Atelier permanent de Lectures et d’écoute
«à voix haute et nue»©
une séance par mois, un auteur par séance
Michèle Venard lit
Jeudi 1er mars à 19h précises (durée 55’)
fédor dostoïevski
Théâtre Pandora
30, rue Keller 75011 code 32 56 Paris métro Bastille
Réservations obligatoires 01 42 39 21 61
Tarif réduit pour les adhérents à l'Association
Pour le calendrier julien de la Russie orthodoxe, Fédor Mikhaïlovitch Dostoïevski est né dans un pavillon de l'hôpital des pauvres de Moscou où son père était médecin, le 30 octobre 1821.
Il a 19 ans quand ce père, homme arrogant et cruel, est assassiné par ses moujiks.
Puis, il paye d'une condamnation à mort commuée en dix ans de bagne son adhésion passagère au socialisme athée.
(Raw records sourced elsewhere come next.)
use std::process::Command;

fn main() {
    // Short git SHA for `--version`
    let sha = Command::new("git")
        .args(["rev-parse", "--short", "HEAD"])
        .output()
        .ok()
        .filter(|o| o.status.success())
        .and_then(|o| String::from_utf8(o.stdout).ok())
        .map(|s| s.trim().to_string())
        .filter(|s| !s.is_empty())
        .unwrap_or_else(|| "unknown".to_string());

    println!("cargo:rustc-env=SIGHTLINE_BUILD_SHA={}", sha);
    println!("cargo:rerun-if-changed=../.git/HEAD");
}
//! Scenario files.

use std::{fs, path::Path};

use anyhow::{Context, Result};
use serde::Deserialize;

use sightline_core::{
    AchievabilityConfig, CoverageConfig, CoverageProblem, Point, Scene, SceneInput, Segment,
};

/// Entity lists plus an optional solver config.
#[derive(Debug, Deserialize)]
pub struct AchievabilityFile {
    #[serde(flatten)]
    pub entities: SceneInput,
    #[serde(default)]
    pub config: AchievabilityConfig,
}

/// Guard walls and the clicked target points; targets are numbered by position.
#[derive(Debug, Deserialize)]
pub struct CoverageFile {
    pub guards: Vec<Segment>,
    #[serde(default)]
    pub obstacles: Vec<Segment>,
    pub targets: Vec<Point>,
    #[serde(default)]
    pub config: CoverageConfig,
}

fn read(path: &Path) -> Result<String> {
    fs::read_to_string(path).with_context(|| format!("reading {}", path.display()))
}

pub fn load_scene(path: &Path) -> Result<(Scene, AchievabilityConfig)> {
    let file: AchievabilityFile = serde_json::from_str(&read(path)?)
        .with_context(|| format!("parsing entities from {}", path.display()))?;
    let scene = Scene::from_input(&file.entities)
        .with_context(|| format!("building scene from {}", path.display()))?;
    Ok((scene, file.config))
}

pub fn load_coverage(path: &Path) -> Result<(CoverageProblem, CoverageConfig)> {
    let file: CoverageFile = serde_json::from_str(&read(path)?)
        .with_context(|| format!("parsing coverage problem from {}", path.display()))?;
    let problem = CoverageProblem::new(file.guards, file.obstacles, file.targets);
    Ok((problem, file.config))
}
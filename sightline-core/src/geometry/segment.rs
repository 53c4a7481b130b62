use std::fmt::{self, Display, Formatter};

use serde::{Deserialize, Serialize};

use super::point::Point;

/// Which side of a directed segment a point falls on.
#[derive(Debug, Copy, Clone, PartialEq, Eq)]
pub enum Orientation {
    CounterClockwise,
    Clockwise,
    Collinear,
}

impl Orientation {
    pub fn sign(&self) -> i8 {
        match self {
            Orientation::CounterClockwise => 1,
            Orientation::Clockwise => -1,
            Orientation::Collinear => 0,
        }
    }

    /// True if `self` and `o` lie on strictly opposite sides.
    pub fn opposes(&self, o: &Orientation) -> bool {
        self.sign() * o.sign() < 0
    }
}

/// A segment between two points: directed for orientation tests, undirected for
/// intersection and length. Serializes as `[p1, p2]`.
#[derive(Debug, Copy, Clone, PartialEq, Eq, Hash, Serialize, Deserialize)]
#[serde(from = "(Point, Point)", into = "(Point, Point)")]
pub struct Segment {
    pub p1: Point,
    pub p2: Point,
}

impl From<(Point, Point)> for Segment {
    fn from((p1, p2): (Point, Point)) -> Self {
        Segment { p1, p2 }
    }
}

impl From<Segment> for (Point, Point) {
    fn from(s: Segment) -> Self {
        (s.p1, s.p2)
    }
}

impl Segment {
    pub fn new(p1: Point, p2: Point) -> Self {
        Segment { p1, p2 }
    }

    pub fn direction(&self) -> Point {
        self.p2 - self.p1
    }

    /// Euclidean length.
    pub fn length(&self) -> f64 {
        self.p1.distance(&self.p2)
    }

    /// Sign of `(p2 - p1) × (p - p2)`.
    pub fn orientation(&self, p: &Point) -> Orientation {
        let turn = self.direction().cross(&(*p - self.p2));
        if turn > 0. {
            Orientation::CounterClockwise
        } else if turn < 0. {
            Orientation::Clockwise
        } else {
            Orientation::Collinear
        }
    }

    /// Proper intersection: each segment's endpoints lie strictly on opposite sides of the other.
    /// Touching endpoints and collinear overlaps don't count.
    pub fn intersects(&self, o: &Segment) -> bool {
        self.orientation(&o.p1).opposes(&self.orientation(&o.p2))
            && o.orientation(&self.p1).opposes(&o.orientation(&self.p2))
    }

    /// Point at parameter `t`, where `t = 0` is `p1` and `t = 1` is `p2`.
    pub fn at(&self, t: f64) -> Point {
        self.p1 + self.direction() * t
    }
}

impl Display for Segment {
    fn fmt(&self, f: &mut Formatter<'_>) -> fmt::Result {
        write!(f, "{}-{}", self.p1, self.p2)
    }
}
pub mod point;
pub mod polygon;
pub mod sector;
pub mod segment;
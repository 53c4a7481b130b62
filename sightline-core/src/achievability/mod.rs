//! Which targets can each observer hit?
//!
//! Each observer fires rays from its anchor toward evenly-spaced points on its visible
//! border. A ray "achieves" the first target footprint it crosses unless an obstacle it
//! also crosses is closer to the observer.

use std::collections::BTreeMap;

use log::{debug, info, warn};
use serde::{Deserialize, Serialize};

use crate::{
    entity::{Entity, EntityId, Scene},
    error::{SolveError, VisibilityError},
    point::Point,
    polygon::Polygon,
    segment::Segment,
    wedge::{visibility_wedge, visible_border, Horizon},
};

/// How to pick among several footprints crossed by the same ray.
#[derive(Debug, Copy, Clone, Default, PartialEq, Eq, Serialize, Deserialize)]
#[serde(rename_all = "snake_case")]
pub enum HitOrder {
    /// The first one in scene order, regardless of distance.
    #[default]
    ListOrder,
    /// The one whose anchor is closest to the observer.
    Nearest,
}

#[derive(Debug, Clone, PartialEq, Serialize, Deserialize)]
#[serde(default)]
pub struct AchievabilityConfig {
    /// Step between consecutive ray endpoints along the visible border.
    pub accuracy: f64,
    pub horizon: Horizon,
    pub hit_order: HitOrder,
}

impl Default for AchievabilityConfig {
    fn default() -> Self {
        Self {
            accuracy: 1.,
            horizon: Horizon::default(),
            hit_order: HitOrder::default(),
        }
    }
}

#[derive(Debug, Clone, Default, PartialEq, Serialize, Deserialize)]
pub struct Achievability {
    /// Observer id → achieved target ids, in the order they were first achieved.
    pub goals: BTreeMap<EntityId, Vec<EntityId>>,
    /// Every ray that achieved a target.
    pub rays: Vec<Segment>,
}

impl Achievability {
    pub fn goals_of(&self, observer: EntityId) -> &[EntityId] {
        self.goals.get(&observer).map(Vec::as_slice).unwrap_or_default()
    }
}

/// An entity with its footprint polygon computed once up front.
struct Shaped<'a> {
    entity: &'a Entity,
    polygon: Polygon,
}

impl<'a> Shaped<'a> {
    fn all(entities: &'a [Entity]) -> Vec<Shaped<'a>> {
        entities.iter().map(|entity| Shaped { entity, polygon: entity.polygon() }).collect()
    }
}

fn first_hit<'s, 'a>(
    candidates: &'s [&'s Shaped<'a>],
    ray: &Segment,
    order: HitOrder,
) -> Option<&'s Shaped<'a>> {
    let mut hits = candidates.iter().copied().filter(|c| c.polygon.is_crossed_by(ray));
    match order {
        HitOrder::ListOrder => hits.next(),
        HitOrder::Nearest => hits.min_by(|a, b| {
            ray.p1.distance(&a.entity.anchor).total_cmp(&ray.p1.distance(&b.entity.anchor))
        }),
    }
}

/// Ray endpoints `left + k·accuracy` for every `k` that stays within the border.
fn border_samples(border: &Segment, accuracy: f64) -> impl Iterator<Item = Point> + '_ {
    let steps = ((border.p2.x - border.p1.x) / accuracy).floor() as usize;
    (0..=steps).map(move |k| Point::new(border.p1.x + (k as f64) * accuracy, border.p1.y))
}

pub fn solve(scene: &Scene, config: &AchievabilityConfig) -> Result<Achievability, SolveError> {
    let AchievabilityConfig { accuracy, horizon, hit_order } = *config;
    if !(accuracy.is_finite() && accuracy > 0.) {
        return Err(SolveError::InvalidAccuracy(accuracy));
    }
    let horizon = horizon.resolve(&scene.targets);
    let targets = Shaped::all(&scene.targets);
    let obstacles = Shaped::all(&scene.obstacles);
    let obstacles: Vec<&Shaped> = obstacles.iter().collect();

    let mut result = Achievability::default();
    for observer in &scene.observers {
        let fov = observer.fov().ok_or(SolveError::NotAnObserver(observer.id))?;
        let origin = observer.anchor;
        let border = match visible_border(&origin, fov, horizon) {
            Ok(border) => border,
            // Nothing lies between this observer and the horizon
            Err(VisibilityError::ObserverBeyondHorizon { .. }) => {
                warn!(
                    "observer {} at {} is not below the horizon y={}; it achieves nothing",
                    observer.id, origin, horizon,
                );
                result.goals.insert(observer.id, Vec::new());
                continue;
            }
            Err(source) => {
                return Err(SolveError::Visibility {
                    observer: observer.id,
                    source,
                })
            }
        };
        let wedge = visibility_wedge(&origin, &border);

        let candidates: Vec<&Shaped> = targets
            .iter()
            .filter(|t| wedge.intersects(&t.polygon))
            .collect();
        debug!(
            "observer {} at {}: border {}, {} candidate targets",
            observer.id,
            origin,
            border,
            candidates.len(),
        );

        let mut achieved: Vec<EntityId> = Vec::new();
        if !candidates.is_empty() {
            for end in border_samples(&border, accuracy) {
                let ray = Segment::new(origin, end);
                let Some(target) = first_hit(&candidates, &ray, hit_order) else {
                    continue;
                };
                if achieved.contains(&target.entity.id) {
                    continue;
                }
                let reach = origin.distance(&target.entity.anchor);
                let unobstructed = match first_hit(&obstacles, &ray, hit_order) {
                    None => true,
                    Some(obstacle) => reach < origin.distance(&obstacle.entity.anchor),
                };
                if unobstructed {
                    debug!(
                        "observer {} achieves target {} via {}",
                        observer.id, target.entity.id, ray
                    );
                    achieved.push(target.entity.id);
                    result.rays.push(ray);
                }
            }
        }
        result.goals.insert(observer.id, achieved);
    }

    info!(
        "achievability: {} observers, {} targets, {} obstacles → {} achieved",
        scene.observers.len(),
        scene.targets.len(),
        scene.obstacles.len(),
        result.goals.values().map(Vec::len).sum::<usize>(),
    );
    Ok(result)
}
De sa déportation en Sibérie, il tirera Souvenirs de la maison des morts qui paraîtra en 1860. Dans les baraquements, il partage sa vie avec des forçats de droit commun et ce rapprochement avec le peuple russe orthodoxe ira nourrir son mysticisme et plusieurs passages importants de ses livres comme une partie de Crime et Châtiment.
Mais encore, depuis son incarcération en 1849, jusqu'à la publication des Frères Karamazov en 1879, Dostoïevski se trouvera placé sous surveillance des services secrets du tsar qui révisent son courrier, surveillent ses relations, contrôlent ses bagages aux frontières. Sujet à de violentes crises d'épilepsie…(……………)…...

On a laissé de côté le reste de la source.